Whatever appears in the records should be given again exactly, down to the last mark.

=== Begin Enclosure ===

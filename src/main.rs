use clap::Parser;
use geoquiz::app::App;
use geoquiz::config::QuizConfig;
use geoquiz::errors::QuizError;
use geoquiz::utils::paths::expand_home_path;
use std::path::PathBuf;

#[derive(Parser, Debug)]
#[command(name = "geoquiz")]
#[command(about = "Name every country of a letter, with typo tolerance and hints")]
#[command(version)]
struct Cli {
    /// Candidate catalog (JSON)
    #[arg(long)]
    catalog: Option<PathBuf>,

    /// State file for progress and session snapshots
    #[arg(long)]
    state: Option<PathBuf>,

    /// Minimum similarity for an answer to count (0.5 to 1.0)
    #[arg(long)]
    threshold: Option<f64>,

    /// Keep state in memory only
    #[arg(long)]
    memory: bool,

    /// Start with this region filter
    #[arg(long)]
    filter: Option<String>,
}

async fn run(cli: Cli) -> Result<(), QuizError> {
    let mut config = QuizConfig::from_env()?;
    if let Some(path) = cli.catalog {
        config.catalog_path = expand_home_path(path);
    }
    if let Some(path) = cli.state {
        config.state_path = expand_home_path(path);
    }
    if let Some(threshold) = cli.threshold {
        config = config.with_threshold(threshold)?;
    }
    config.in_memory |= cli.memory;

    let mut app = App::initialize(config)?;
    if let Some(tag) = cli.filter.as_deref() {
        app.engine.change_filter(tag)?;
    }
    if !app.restore.dropped.is_empty() {
        eprintln!(
            "geoquiz: ignored {} saved names unknown to this catalog",
            app.restore.dropped.len()
        );
    }
    geoquiz::repl::run_stdio(&mut app.engine).await
}

#[tokio::main]
async fn main() {
    if let Err(err) = run(Cli::parse()).await {
        eprintln!("geoquiz: {}", err);
        std::process::exit(1);
    }
}
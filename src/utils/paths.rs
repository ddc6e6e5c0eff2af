use std::env;
use std::path::{Path, PathBuf};

pub(crate) fn normalize_env_path(value: Option<String>) -> Option<PathBuf> {
    let raw = value?;
    let trimmed = raw.trim();
    if trimmed.is_empty() {
        return None;
    }
    let lowered = trimmed.to_lowercase();
    if lowered == "undefined" || lowered == "null" {
        return None;
    }
    Some(PathBuf::from(trimmed))
}

fn resolve_home_dir() -> Option<PathBuf> {
    env::var("HOME").ok().map(PathBuf::from)
}

fn resolve_xdg_state_dir() -> Option<PathBuf> {
    if let Some(path) = normalize_env_path(env::var("XDG_STATE_HOME").ok()) {
        return Some(path);
    }
    resolve_home_dir().map(|home| home.join(".local").join("state"))
}

fn resolve_xdg_data_dir() -> Option<PathBuf> {
    if let Some(path) = normalize_env_path(env::var("XDG_DATA_HOME").ok()) {
        return Some(path);
    }
    resolve_home_dir().map(|home| home.join(".local").join("share"))
}

pub fn resolve_state_dir() -> PathBuf {
    if let Some(path) = normalize_env_path(env::var("GEOQUIZ_STATE_DIR").ok()) {
        return path;
    }
    if let Some(path) = resolve_xdg_state_dir() {
        return path.join("geoquiz");
    }
    env::current_dir().unwrap_or_else(|_| PathBuf::from("."))
}

pub fn resolve_state_path() -> PathBuf {
    if let Some(path) = normalize_env_path(env::var("GEOQUIZ_STATE_PATH").ok()) {
        return path;
    }
    resolve_state_dir().join("state.json")
}

/// Explicit env path first, then `catalog.json` under the XDG data dir, then the bundled sample.
pub fn resolve_catalog_path() -> PathBuf {
    if let Some(path) = normalize_env_path(env::var("GEOQUIZ_CATALOG_PATH").ok()) {
        return path;
    }
    let mut candidates = Vec::new();
    if let Some(data) = resolve_xdg_data_dir() {
        candidates.push(data.join("geoquiz").join("catalog.json"));
    }
    candidates.push(PathBuf::from("data").join("countries.json"));
    for candidate in &candidates {
        if candidate.exists() {
            return candidate.clone();
        }
    }
    PathBuf::from("data").join("countries.json")
}

/// Expands a leading `~` so CLI flags behave like shell paths.
pub fn expand_home_path(path: impl AsRef<Path>) -> PathBuf {
    let path = path.as_ref();
    let Some(raw) = path.to_str() else {
        return path.to_path_buf();
    };
    match (raw.strip_prefix("~/"), resolve_home_dir()) {
        (Some(rest), Some(home)) => home.join(rest),
        (None, Some(home)) if raw == "~" => home,
        _ => path.to_path_buf(),
    }
}

#[cfg(test)]
mod tests {
    use super::{expand_home_path, normalize_env_path};
    use std::path::PathBuf;

    #[test]
    fn normalize_env_path_rejects_placeholders() {
        assert_eq!(normalize_env_path(None), None);
        assert_eq!(normalize_env_path(Some("  ".into())), None);
        assert_eq!(normalize_env_path(Some("undefined".into())), None);
        assert_eq!(normalize_env_path(Some("NULL".into())), None);
        assert_eq!(
            normalize_env_path(Some(" /tmp/quiz.json ".into())),
            Some(PathBuf::from("/tmp/quiz.json"))
        );
    }

    #[test]
    fn expand_home_path_leaves_plain_paths() {
        assert_eq!(
            expand_home_path("data/countries.json"),
            PathBuf::from("data/countries.json")
        );
        assert_eq!(expand_home_path("/abs/~/x"), PathBuf::from("/abs/~/x"));
    }
}
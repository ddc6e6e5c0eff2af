mod quiz_error;
mod store_error;

pub use quiz_error::{QuizError, QuizErrorKind};
pub use store_error::StoreError;
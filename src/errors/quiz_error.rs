use serde::Serialize;
use serde_json::Value;
use std::error::Error;
use std::fmt;

#[derive(Debug, Clone, Copy, PartialEq, Eq, Serialize)]
#[serde(rename_all = "snake_case")]
pub enum QuizErrorKind {
    InvalidInput,
    InvalidCatalog,
    NotFound,
    Config,
    Io,
}

#[derive(Debug, Clone, Serialize)]
pub struct QuizError {
    pub kind: QuizErrorKind,
    pub code: String,
    pub message: String,
    #[serde(skip_serializing_if = "Option::is_none")]
    pub hint: Option<String>,
    #[serde(skip_serializing_if = "Option::is_none")]
    pub details: Option<Value>,
}

impl QuizError {
    pub fn new(kind: QuizErrorKind, code: impl Into<String>, message: impl Into<String>) -> Self {
        Self {
            kind,
            code: code.into(),
            message: message.into(),
            hint: None,
            details: None,
        }
    }

    pub fn with_hint(mut self, hint: impl Into<String>) -> Self {
        self.hint = Some(hint.into());
        self
    }

    pub fn with_details(mut self, details: Value) -> Self {
        self.details = Some(details);
        self
    }

    pub fn invalid_input(message: impl Into<String>) -> Self {
        Self::new(QuizErrorKind::InvalidInput, "INVALID_INPUT", message)
    }

    pub fn invalid_catalog(message: impl Into<String>) -> Self {
        Self::new(QuizErrorKind::InvalidCatalog, "INVALID_CATALOG", message)
    }

    pub fn not_found(message: impl Into<String>) -> Self {
        Self::new(QuizErrorKind::NotFound, "NOT_FOUND", message)
    }

    pub fn config(message: impl Into<String>) -> Self {
        Self::new(QuizErrorKind::Config, "CONFIG", message)
    }

    pub fn io(message: impl Into<String>) -> Self {
        Self::new(QuizErrorKind::Io, "IO", message)
    }
}

impl fmt::Display for QuizError {
    fn fmt(&self, f: &mut fmt::Formatter<'_>) -> fmt::Result {
        match &self.hint {
            Some(hint) => write!(f, "{} ({})", self.message, hint),
            None => write!(f, "{}", self.message),
        }
    }
}

impl Error for QuizError {}

impl From<std::io::Error> for QuizError {
    fn from(err: std::io::Error) -> Self {
        QuizError::io(err.to_string())
    }
}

=== End Enclosure ===

• _SOLUTION FOR THIS PROBLEM_
filename src/main.rs
use clap::Parser;
use geoquiz::app::App;
use geoquiz::config::QuizConfig;
use geoquiz::errors::QuizError;
use geoquiz::utils::paths::expand_home_path;
use std::path::PathBuf;

#[derive(Parser, Debug)]
#[command(name = "geoquiz")]
#[command(about = "Name every country of a letter, with typo tolerance and hints")]
#[command(version)]
struct Cli {
    /// Candidate catalog (JSON)
    #[arg(long)]
    catalog: Option<PathBuf>,

    /// State file for progress and session snapshots
    #[arg(long)]
    state: Option<PathBuf>,

    /// Minimum similarity for an answer to count (0.5 to 1.0)
    #[arg(long)]
    threshold: Option<f64>,

    /// Keep state in memory only
    #[arg(long)]
    memory: bool,

    /// Start with this region filter
    #[arg(long)]
    filter: Option<String>,
}

async fn run(cli: Cli) -> Result<(), QuizError> {
    let mut config = QuizConfig::from_env()?;
    if let Some(path) = cli.catalog {
        config.catalog_path = expand_home_path(path);
    }
    if let Some(path) = cli.state {
        config.state_path = expand_home_path(path);
    }
    if let Some(threshold) = cli.threshold {
        config = config.with_threshold(threshold)?;
    }
    config.in_memory |= cli.memory;

    let mut app = App::initialize(config)?;
    if let Some(tag) = cli.filter.as_deref() {
        app.engine.change_filter(tag)?;
    }
    if !app.restore.dropped.is_empty() {
        eprintln!(
            "geoquiz: ignored {} saved names unknown to this catalog",
            app.restore.dropped.len()
        );
    }
    geoquiz::repl::run_stdio(&mut app.engine).await
}

#[tokio::main]
async fn main() {
    if let Err(err) = run(Cli::parse()).await {
        eprintln!("geoquiz: {}", err);
        std::process::exit(1);
    }
}
filename src/utils/paths.rs
repository ddc6e6e5c0eff2af
use std::env;
use std::path::{Path, PathBuf};

pub(crate) fn normalize_env_path(value: Option<String>) -> Option<PathBuf> {
    let raw = value?;
    let trimmed = raw.trim();
    if trimmed.is_empty() {
        return None;
    }
    let lowered = trimmed.to_lowercase();
    if lowered == "undefined" || lowered == "null" {
        return None;
    }
    Some(PathBuf::from(trimmed))
}

fn resolve_home_dir() -> Option<PathBuf> {
    env::var("HOME").ok().map(PathBuf::from)
}

fn resolve_xdg_state_dir() -> Option<PathBuf> {
    if let Some(path) = normalize_env_path(env::var("XDG_STATE_HOME").ok()) {
        return Some(path);
    }
    resolve_home_dir().map(|home| home.join(".local").join("state"))
}

fn resolve_xdg_data_dir() -> Option<PathBuf> {
    if let Some(path) = normalize_env_path(env::var("XDG_DATA_HOME").ok()) {
        return Some(path);
    }
    resolve_home_dir().map(|home| home.join(".local").join("share"))
}

pub fn resolve_state_dir() -> PathBuf {
    if let Some(path) = normalize_env_path(env::var("GEOQUIZ_STATE_DIR").ok()) {
        return path;
    }
    if let Some(path) = resolve_xdg_state_dir() {
        return path.join("geoquiz");
    }
    env::current_dir().unwrap_or_else(|_| PathBuf::from("."))
}

pub fn resolve_state_path() -> PathBuf {
    if let Some(path) = normalize_env_path(env::var("GEOQUIZ_STATE_PATH").ok()) {
        return path;
    }
    resolve_state_dir().join("state.json")
}

/// Explicit env path first, then `catalog.json` under the XDG data dir, then the bundled sample.
pub fn resolve_catalog_path() -> PathBuf {
    if let Some(path) = normalize_env_path(env::var("GEOQUIZ_CATALOG_PATH").ok()) {
        return path;
    }
    let mut candidates = Vec::new();
    if let Some(data) = resolve_xdg_data_dir() {
        candidates.push(data.join("geoquiz").join("catalog.json"));
    }
    candidates.push(PathBuf::from("data").join("countries.json"));
    for candidate in &candidates {
        if candidate.exists() {
            return candidate.clone();
        }
    }
    PathBuf::from("data").join("countries.json")
}

/// Expands a leading `~` so CLI flags behave like shell paths.
pub fn expand_home_path(path: impl AsRef<Path>) -> PathBuf {
    let path = path.as_ref();
    let Some(raw) = path.to_str() else {
        return path.to_path_buf();
    };
    match (raw.strip_prefix("~/"), resolve_home_dir()) {
        (Some(rest), Some(home)) => home.join(rest),
        (None, Some(home)) if raw == "~" => home,
        _ => path.to_path_buf(),
    }
}

#[cfg(test)]
mod tests {
    use super::{expand_home_path, normalize_env_path};
    use std::path::PathBuf;

    #[test]
    fn normalize_env_path_rejects_placeholders() {
        assert_eq!(normalize_env_path(None), None);
        assert_eq!(normalize_env_path(Some("  ".into())), None);
        assert_eq!(normalize_env_path(Some("undefined".into())), None);
        assert_eq!(normalize_env_path(Some("NULL".into())), None);
        assert_eq!(
            normalize_env_path(Some(" /tmp/quiz.json ".into())),
            Some(PathBuf::from("/tmp/quiz.json"))
        );
    }

    #[test]
    fn expand_home_path_leaves_plain_paths() {
        assert_eq!(
            expand_home_path("data/countries.json"),
            PathBuf::from("data/countries.json")
        );
        assert_eq!(expand_home_path("/abs/~/x"), PathBuf::from("/abs/~/x"));
    }
}
repository ddc6e6e5c0eff2af
mod quiz_error;
mod store_error;

pub use quiz_error::{QuizError, QuizErrorKind};
pub use store_error::StoreError;
filename src/errors/quiz_error.rs
use serde::Serialize;
use serde_json::Value;
use std::error::Error;
use std::fmt;

#[derive(Debug, Clone, Copy, PartialEq, Eq, Serialize)]
#[serde(rename_all = "snake_case")]
pub enum QuizErrorKind {
    InvalidInput,
    InvalidCatalog,
    NotFound,
    Config,
    Io,
}

#[derive(Debug, Clone, Serialize)]
pub struct QuizError {
    pub kind: QuizErrorKind,
    pub code: String,
    pub message: String,
    #[serde(skip_serializing_if = "Option::is_none")]
    pub hint: Option<String>,
    #[serde(skip_serializing_if = "Option::is_none")]
    pub details: Option<Value>,
}

impl QuizError {
    pub fn new(kind: QuizErrorKind, code: impl Into<String>, message: impl Into<String>) -> Self {
        Self {
            kind,
            code: code.into(),
            message: message.into(),
            hint: None,
            details: None,
        }
    }

    pub fn with_hint(mut self, hint: impl Into<String>) -> Self {
        self.hint = Some(hint.into());
        self
    }

    pub fn with_details(mut self, details: Value) -> Self {
        self.details = Some(details);
        self
    }

    pub fn invalid_input(message: impl Into<String>) -> Self {
        Self::new(QuizErrorKind::InvalidInput, "INVALID_INPUT", message)
    }

    pub fn invalid_catalog(message: impl Into<String>) -> Self {
        Self::new(QuizErrorKind::InvalidCatalog, "INVALID_CATALOG", message)
    }

    pub fn not_found(message: impl Into<String>) -> Self {
        Self::new(QuizErrorKind::NotFound, "NOT_FOUND", message)
    }

    pub fn config(message: impl Into<String>) -> Self {
        Self::new(QuizErrorKind::Config, "CONFIG", message)
    }

    pub fn io(message: impl Into<String>) -> Self {
        Self::new(QuizErrorKind::Io, "IO", message)
    }
}

impl fmt::Display for QuizError {
    fn fmt(&self, f: &mut fmt::Formatter<'_>) -> fmt::Result {
        match &self.hint {
            Some(hint) => write!(f, "{} ({})", self.message, hint),
            None => write!(f, "{}", self.message),
        }
    }
}

impl Error for QuizError {}

impl From<std::io::Error> for QuizError {
    fn from(err: std::io::Error) -> Self {
        QuizError::io(err.to_string())
    }
}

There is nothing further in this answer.